All antiparkinsonian drugs, especially in high doses, can bring on confusion particularly with nocturnal visual hallucinations, which may exacerbate any cognitive impairment.

Drug-induced parkinsonism

Reserpine (a drug once used in the treatment of hyper-tension), phenothiazines and butyrophenones induce a parkinsonian syndrome, with slowness and rigidity but usually little tremor. Methyldopa and tricyclic anti-depressants also cause some slowing of movement. These unwanted effects tend not to progress. They respond poorly, if at all, to levodopa and usually disappear when the drug causing them is stopped.

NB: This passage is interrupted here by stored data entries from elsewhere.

impl SchemaIndex {
    /// Parses SDL and indexes it.
    ///
    /// # Errors
    ///
    /// Returns an error if the SDL does not parse or a type marks more than
    /// one field with `@id`.
    pub fn parse(sdl: &str) -> Result<Self> {
        Self::new(schema::parse(sdl)?)
    }

    /// Indexes an already parsed document.
    ///
    /// # Errors
    ///
    /// Returns [`SchemaError::DuplicateIdField`] if a type marks more than one
    /// field with `@id`.
    pub fn new(document: SchemaDocument) -> Result<Self> {
        let mut types = HashMap::with_capacity(document.types.len());
        for (i, td) in document.types.iter().enumerate() {
            check_single_id(td)?;
            types.insert(td.name.clone(), i);
        }
        Ok(Self { document, types })
    }

    /// The underlying document.
    pub fn document(&self) -> &SchemaDocument {
        &self.document
    }

    /// Returns the type definition with the given name.
    pub fn get_type(&self, name: &str) -> Option<&TypeDefinition> {
        self.types.get(name).map(|&i| &self.document.types[i])
    }

    /// Returns true if `name` is an object or interface type.
    pub fn is_object_type(&self, name: &str) -> bool {
        self.get_type(name)
            .is_some_and(|td| matches!(td.kind, TypeKind::Object | TypeKind::Interface))
    }

    /// Fields declared on the root type of `kind`, in schema order.
    pub fn root_fields(&self, kind: OperationKind) -> &[FieldDefinition] {
        self.get_type(kind.root_type_name())
            .map_or(&[][..], |td| td.fields.as_slice())
    }

    /// Graph label for a type: its `@alias(property:)`, else its name.
    ///
    /// # Errors
    ///
    /// Returns [`SchemaError::TypeNotFound`] for an unknown type.
    pub fn type_alias(&self, type_name: &str) -> Result<String> {
        let td = self.require_type(type_name)?;
        Ok(alias_of(&td.directives).unwrap_or(&td.name).to_string())
    }

    /// Name of the field carrying `@id` on `type_name`, if any.
    pub fn identity_field(&self, type_name: &str) -> Option<&str> {
        self.get_type(type_name)?
            .fields
            .iter()
            .find(|f| f.has_directive("id"))
            .map(|f| f.name.as_str())
    }

    /// Resolves `type_name.field_name`.
    ///
    /// # Errors
    ///
    /// Returns [`SchemaError::TypeNotFound`] or [`SchemaError::FieldNotFound`]
    /// with a spelling hint, or [`SchemaError::InvalidDirective`] if a
    /// compiler directive is missing its required argument.
    pub fn resolve_field(&self, type_name: &str, field_name: &str) -> Result<FieldDescriptor> {
        let td = self.require_type(type_name)?;
        let Some(field) = td.field(field_name) else {
            let names: Vec<&str> = td.fields.iter().map(|f| f.name.as_str()).collect();
            let suggestion = find_similar(field_name, names.as_slice()).map(str::to_string);
            tracing::warn!(type_name, field_name, "field not found in schema");
            return Err(SchemaError::FieldNotFound {
                type_name: type_name.to_string(),
                field_name: field_name.to_string(),
                suggestion,
            }
            .into());
        };
        self.describe(td, field)
    }

    /// Resolves a root field on `Query` or `Mutation`.
    ///
    /// `limit` is left unset; the compiler fills it from the operation's
    /// arguments.
    ///
    /// # Errors
    ///
    /// Returns [`SchemaError::RootFieldNotFound`] with a spelling hint when
    /// neither root type declares the field.
    pub fn resolve_root(&self, field_name: &str) -> Result<QueryRootInfo> {
        for kind in [OperationKind::Query, OperationKind::Mutation] {
            let Some(td) = self.get_type(kind.root_type_name()) else {
                continue;
            };
            let Some(field) = td.field(field_name) else {
                continue;
            };

            let descriptor = self.describe(td, field)?;
            let return_is_object = self.is_object_type(&descriptor.graph_type);
            let return_type_alias = if return_is_object {
                self.type_alias(&descriptor.graph_type)?
            } else {
                descriptor.graph_type.clone()
            };
            let id_arg_name = descriptor
                .declared_args
                .iter()
                .find(|a| a.is_id)
                .map(|a| a.name.clone())
                .or_else(|| self.identity_field(&descriptor.graph_type).map(str::to_string));

            return Ok(QueryRootInfo {
                operation_kind: kind,
                path_name: format!("{}_{}", descriptor.name, descriptor.graph_type),
                name: descriptor.name,
                return_type: descriptor.graph_type,
                return_type_alias,
                return_is_array: descriptor.is_array,
                return_is_object,
                override_query: match descriptor.kind {
                    FieldKind::Overridden { fragment } => Some(fragment),
                    _ => None,
                },
                args: descriptor.declared_args,
                id_arg_name,
                limit: None,
            });
        }

        let names: Vec<&str> = [OperationKind::Query, OperationKind::Mutation]
            .into_iter()
            .flat_map(|kind| self.root_fields(kind))
            .map(|f| f.name.as_str())
            .collect();
        let suggestion = find_similar(field_name, names.as_slice()).map(str::to_string);
        tracing::warn!(field_name, "root field not found in schema");
        Err(SchemaError::RootFieldNotFound {
            field_name: field_name.to_string(),
            suggestion,
        }
        .into())
    }

    /// Resolves the fields of an input object type as argument descriptors.
    ///
    /// # Errors
    ///
    /// Returns [`SchemaError::TypeNotFound`] for an unknown type.
    pub fn resolve_input_args(&self, input_type: &str) -> Result<Vec<ArgDescriptor>> {
        let td = self.require_type(input_type)?;
        Ok(td
            .fields
            .iter()
            .map(|f| ArgDescriptor {
                name: f.name.clone(),
                graph_type: f.ty.name.clone(),
                is_list: f.ty.is_list,
                is_required: f.ty.required,
                alias: alias_of(&f.directives).map(str::to_string),
                is_id: f.has_directive("id"),
                default_value: None,
            })
            .collect())
    }

    /// Stored key to GraphQL field name, for reshaping Gremlin results.
    ///
    /// The identity field is keyed by `"id"`; relationship and override
    /// fields are not stored properties and are left out.
    ///
    /// # Errors
    ///
    /// Returns [`SchemaError::TypeNotFound`] for an unknown type.
    pub fn field_alias_map(&self, type_name: &str) -> Result<IndexMap<String, String>> {
        let td = self.require_type(type_name)?;
        let mut map = IndexMap::new();
        for field in &td.fields {
            match self.describe(td, field)?.kind {
                FieldKind::Identity => {
                    map.insert("id".to_string(), field.name.clone());
                }
                FieldKind::Plain => {
                    let stored = alias_of(&field.directives).unwrap_or(&field.name);
                    map.insert(stored.to_string(), field.name.clone());
                }
                FieldKind::Relationship { .. } | FieldKind::Overridden { .. } => {}
            }
        }
        Ok(map)
    }

    fn require_type(&self, type_name: &str) -> Result<&TypeDefinition> {
        self.get_type(type_name).ok_or_else(|| {
            let names: Vec<&str> = self.document.types.iter().map(|t| t.name.as_str()).collect();
            tracing::warn!(type_name, "type not found in schema");
            SchemaError::TypeNotFound {
                type_name: type_name.to_string(),
                suggestion: find_similar(type_name, names.as_slice()).map(str::to_string),
            }
            .into()
        })
    }

    fn describe(&self, td: &TypeDefinition, field: &FieldDefinition) -> Result<FieldDescriptor> {
        let location = format!("{}.{}", td.name, field.name);
        let kind = field_kind(field, &location)?;

        Ok(FieldDescriptor {
            name: field.name.clone(),
            alias: alias_of(&field.directives)
                .unwrap_or(&field.name)
                .to_string(),
            graph_type: field.ty.name.clone(),
            is_array: field.ty.is_list,
            is_required: field.ty.required,
            is_schema_type: self.is_object_type(&field.ty.name),
            kind,
            declared_args: field.arguments.iter().map(arg_descriptor).collect(),
        })
    }
}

Other movement disorders due to neuroleptic drugs

Neuroleptic drugs (i.e. phenothiazines and butyro-phenones) also produce other varieties of movement disorder. Three are described here.

•Akathisia. This is a restless, repetitive and irresistible need to move.

•Acute dystonic reactions. These sometimes follow, dramatically and unpredictably, single doses of neuroleptics, and related drugs used as antiemetics or vestibular sedatives (such as prochlorperazine and metoclopramide). Spasmodic torticollis, trismus and oculogyric crises (i.e. episodes of sustained upward gaze) occur. These acute dystonias respond promptly to the intravenous injection of an anticholinergic drug such as benztropine (1–2 mg) or procyclidine 5–10 mg. Both the offending drug, and all drugs from the same group, should be avoided subsequently.